CCF: Fast and scalable connected component computation in MapReduce

                       CCF: Fast and scalable connected component computation in MapReduce.Finding connected components in a graph is a well-known problem in a wide variety of application areas such as social network analysis, data mining, image processing, and etc.In this paper, we present an efficient and scalable approach in MapReduce to find all the connected components in a given graph.

MapReduce-Projects

MapReduce-Projects

We compare our approach with the state-of-the-art on a real-world graph. We also demonstrate the viability of our approach on a massive graph with ~6B nodes and ~92B edges on an 80-node hadoop cluster. To the best of our knowledge, this is the largest graph publicly used in such an experiment.
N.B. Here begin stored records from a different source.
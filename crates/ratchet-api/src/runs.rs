//! On-demand mining passes and propagation cycles.
//!
//! Both run under the same leases as the scheduler; a run already in
//! progress elsewhere yields 409 rather than a second, racing run.

use axum::{Json, extract::State};
use chrono::Utc;
use ratchet_core::store::LearningStore;
use ratchet_engine::{CycleReport, MiningReport};

use crate::{ApiState, error::ApiError};

/// `POST /mining/run`
pub async fn mine<S: LearningStore>(
  State(state): State<ApiState<S>>,
) -> Result<Json<MiningReport>, ApiError> {
  state
    .engine
    .mine_exclusive(Utc::now())
    .await?
    .map(Json)
    .ok_or_else(|| ApiError::Conflict("a mining pass is already running".into()))
}

/// `POST /propagation/run`
pub async fn propagate<S: LearningStore>(
  State(state): State<ApiState<S>>,
) -> Result<Json<CycleReport>, ApiError> {
  state
    .engine
    .cycle_exclusive(Utc::now())
    .await?
    .map(Json)
    .ok_or_else(|| ApiError::Conflict("a propagation cycle is already running".into()))
}
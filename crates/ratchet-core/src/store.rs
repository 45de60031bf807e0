//! The `LearningStore` trait.
//!
//! The trait is implemented by storage backends (e.g.
//! `ratchet-store-sqlite`). The engine and the API depend on this
//! abstraction, not on any concrete backend.
//!
//! Counter and scope updates are expressed as single conditional writes
//! (`observe_pattern`, `link_artifact`, `promote_rule`, `deactivate_rule`)
//! rather than read-modify-write pairs, so two passes racing on one store
//! cannot lose increments or promote a rule twice.

use std::future::Future;

use chrono::{DateTime, Duration, Utc};
use uuid::Uuid;

use crate::{
  Scope,
  artifact::{GeneratedTool, NewGeneratedTool},
  execution::{ExecutionOutcome, NewToolExecution, ToolExecution},
  knowledge::{EntryType, KnowledgeEntry, NewKnowledgeEntry},
  pattern::{LearnedPattern, PatternCandidate, PatternKind},
  rule::{
    ApplicationStats, NewRuleApplication, NewValidationRule, RuleApplication,
    RuleEvidence, RuleQuery, ValidationRule,
  },
};

/// Abstraction over a ratchet store backend.
///
/// All methods return `Send` futures so the trait can be used in
/// multi-threaded async runtimes (e.g. tokio with `axum`).
pub trait LearningStore: Send + Sync {
  type Error: std::error::Error + Send + Sync + 'static;

  // ── Executions ────────────────────────────────────────────────────────

  /// Record the start of a tool invocation. `created_at` is set by the
  /// store; the row starts unsuccessful and incomplete.
  fn record_execution(
    &self,
    input: NewToolExecution,
  ) -> impl Future<Output = Result<ToolExecution, Self::Error>> + Send + '_;

  /// Finalize an invocation. Fails if the execution does not exist or was
  /// already completed.
  fn complete_execution(
    &self,
    id: Uuid,
    outcome: ExecutionOutcome,
  ) -> impl Future<Output = Result<ToolExecution, Self::Error>> + Send + '_;

  fn get_execution(
    &self,
    id: Uuid,
  ) -> impl Future<Output = Result<Option<ToolExecution>, Self::Error>> + Send + '_;

  /// Successful, completed executions created at or after `since`, oldest
  /// first, at most `limit` of the most recent. Rows whose stored
  /// parameters cannot be decoded are skipped.
  fn successful_executions_since(
    &self,
    since: DateTime<Utc>,
    limit: usize,
  ) -> impl Future<Output = Result<Vec<ToolExecution>, Self::Error>> + Send + '_;

  // ── Patterns ──────────────────────────────────────────────────────────

  fn get_pattern<'a>(
    &'a self,
    signature: &'a str,
  ) -> impl Future<Output = Result<Option<LearnedPattern>, Self::Error>> + Send + 'a;

  /// Insert a first observation of a signature.
  fn insert_pattern<'a>(
    &'a self,
    candidate: &'a PatternCandidate,
  ) -> impl Future<Output = Result<LearnedPattern, Self::Error>> + Send + 'a;

  /// Re-observe an existing signature: `occurrences + 1` and
  /// `confidence + step` capped at 1.0, in one write. Returns `None` if the
  /// signature is unknown.
  fn observe_pattern<'a>(
    &'a self,
    signature: &'a str,
    confidence_step: f64,
    seen_at: DateTime<Utc>,
  ) -> impl Future<Output = Result<Option<LearnedPattern>, Self::Error>> + Send + 'a;

  /// Set the artifact back-reference if, and only if, none is set yet.
  /// Returns whether this call set it.
  fn link_artifact(
    &self,
    pattern_id: Uuid,
    tool_id: Uuid,
  ) -> impl Future<Output = Result<bool, Self::Error>> + Send + '_;

  fn list_patterns(
    &self,
    kind: Option<PatternKind>,
  ) -> impl Future<Output = Result<Vec<LearnedPattern>, Self::Error>> + Send + '_;

  // ── Artifacts ─────────────────────────────────────────────────────────

  fn insert_artifact(
    &self,
    input: NewGeneratedTool,
  ) -> impl Future<Output = Result<GeneratedTool, Self::Error>> + Send + '_;

  fn get_artifact(
    &self,
    id: Uuid,
  ) -> impl Future<Output = Result<Option<GeneratedTool>, Self::Error>> + Send + '_;

  fn list_artifacts(
    &self,
    active_only: bool,
  ) -> impl Future<Output = Result<Vec<GeneratedTool>, Self::Error>> + Send + '_;

  /// Returns whether the artifact was active before the call.
  fn deactivate_artifact(
    &self,
    id: Uuid,
  ) -> impl Future<Output = Result<bool, Self::Error>> + Send + '_;

  fn record_artifact_usage(
    &self,
    id: Uuid,
    success: bool,
    at: DateTime<Utc>,
  ) -> impl Future<Output = Result<(), Self::Error>> + Send + '_;

  // ── Rules ─────────────────────────────────────────────────────────────

  /// Persist a new, active rule. Input validation is the caller's job.
  fn create_rule(
    &self,
    input: NewValidationRule,
  ) -> impl Future<Output = Result<ValidationRule, Self::Error>> + Send + '_;

  fn get_rule<'a>(
    &'a self,
    rule_id: &'a str,
  ) -> impl Future<Output = Result<Option<ValidationRule>, Self::Error>> + Send + 'a;

  /// Active rules visible to the query's identity. See
  /// [`ValidationRule::visible_to`].
  fn rules_for_scope<'a>(
    &'a self,
    query: &'a RuleQuery,
  ) -> impl Future<Output = Result<Vec<ValidationRule>, Self::Error>> + Send + 'a;

  fn active_rules(
    &self,
  ) -> impl Future<Output = Result<Vec<ValidationRule>, Self::Error>> + Send + '_;

  /// Widen a rule's scope from `from` to `to`, provided it is still active
  /// and at `from`. `client_name` is filled only if the rule has none.
  /// Returns whether the rule was changed.
  fn promote_rule<'a>(
    &'a self,
    rule_id: &'a str,
    from: Scope,
    to: Scope,
    client_name: Option<String>,
    at: DateTime<Utc>,
  ) -> impl Future<Output = Result<bool, Self::Error>> + Send + 'a;

  fn update_rule_pattern<'a>(
    &'a self,
    rule_id: &'a str,
    pattern: String,
    confidence: f64,
  ) -> impl Future<Output = Result<bool, Self::Error>> + Send + 'a;

  fn set_rule_confidence<'a>(
    &'a self,
    rule_id: &'a str,
    confidence: f64,
  ) -> impl Future<Output = Result<bool, Self::Error>> + Send + 'a;

  fn set_rule_effectiveness<'a>(
    &'a self,
    rule_id: &'a str,
    score: f64,
  ) -> impl Future<Output = Result<bool, Self::Error>> + Send + 'a;

  /// Clear `is_active`. Returns whether the rule was active before.
  fn deactivate_rule<'a>(
    &'a self,
    rule_id: &'a str,
  ) -> impl Future<Output = Result<bool, Self::Error>> + Send + 'a;

  // ── Applications ──────────────────────────────────────────────────────

  /// Append an application. Fails if the rule does not exist.
  fn record_application(
    &self,
    input: NewRuleApplication,
  ) -> impl Future<Output = Result<RuleApplication, Self::Error>> + Send + '_;

  fn application_stats<'a>(
    &'a self,
    rule_id: &'a str,
    since: DateTime<Utc>,
  ) -> impl Future<Output = Result<ApplicationStats, Self::Error>> + Send + 'a;

  /// Active rules below `global` with at least `min_applications` counted
  /// from `max(since, scope_changed_at)`, with their aggregated evidence.
  fn promotion_candidates(
    &self,
    since: DateTime<Utc>,
    min_applications: u64,
  ) -> impl Future<Output = Result<Vec<RuleEvidence>, Self::Error>> + Send + '_;

  /// Active rules with at least `min_applications` since `since`.
  fn deactivation_candidates(
    &self,
    since: DateTime<Utc>,
    min_applications: u64,
  ) -> impl Future<Output = Result<Vec<RuleEvidence>, Self::Error>> + Send + '_;

  /// Full application history of a rule, oldest first.
  fn applications_for_rule<'a>(
    &'a self,
    rule_id: &'a str,
  ) -> impl Future<Output = Result<Vec<RuleApplication>, Self::Error>> + Send + 'a;

  /// Failed applications since `since` that carry feedback which has not
  /// been learned from yet.
  fn pending_feedback(
    &self,
    since: DateTime<Utc>,
  ) -> impl Future<Output = Result<Vec<RuleApplication>, Self::Error>> + Send + '_;

  fn mark_feedback_processed(
    &self,
    application_id: Uuid,
  ) -> impl Future<Output = Result<(), Self::Error>> + Send + '_;

  // ── Knowledge ─────────────────────────────────────────────────────────

  fn record_knowledge(
    &self,
    input: NewKnowledgeEntry,
  ) -> impl Future<Output = Result<KnowledgeEntry, Self::Error>> + Send + '_;

  /// Newest first.
  fn list_knowledge(
    &self,
    entry_type: Option<EntryType>,
    limit: usize,
  ) -> impl Future<Output = Result<Vec<KnowledgeEntry>, Self::Error>> + Send + '_;

  // ── Leases ────────────────────────────────────────────────────────────

  /// Take the named lease for `ttl` if it is free or expired. A lease is not
  /// re-entrant: a second call while it is live fails, even from `holder`.
  /// Returns whether `holder` now owns it.
  fn try_acquire_lease<'a>(
    &'a self,
    name: &'a str,
    holder: &'a str,
    ttl: Duration,
  ) -> impl Future<Output = Result<bool, Self::Error>> + Send + 'a;

  fn release_lease<'a>(
    &'a self,
    name: &'a str,
    holder: &'a str,
  ) -> impl Future<Output = Result<(), Self::Error>> + Send + 'a;
}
Similar IEEE Project Titles


Work Progress

PHD - 24

M.TECH - 125

B.TECH -95

BIG DATA -110.

HADOOP -90.

ON-GOING Hadoop Projects

HADOOP MAP -90.

HADOOP YARN -27.

HADOOP HEBROS - 25.

HADOOP ZOOKEEPER -18.

Achievements – Hadoop Solutions

Hadoop-Projects-Achievement-Awards

Twitter Feed

Customer Review

Hadoop Solutions 5 Star Rating: Recommended 4.9 - 5 based on 1000+ ratings. 1000+ user reviews.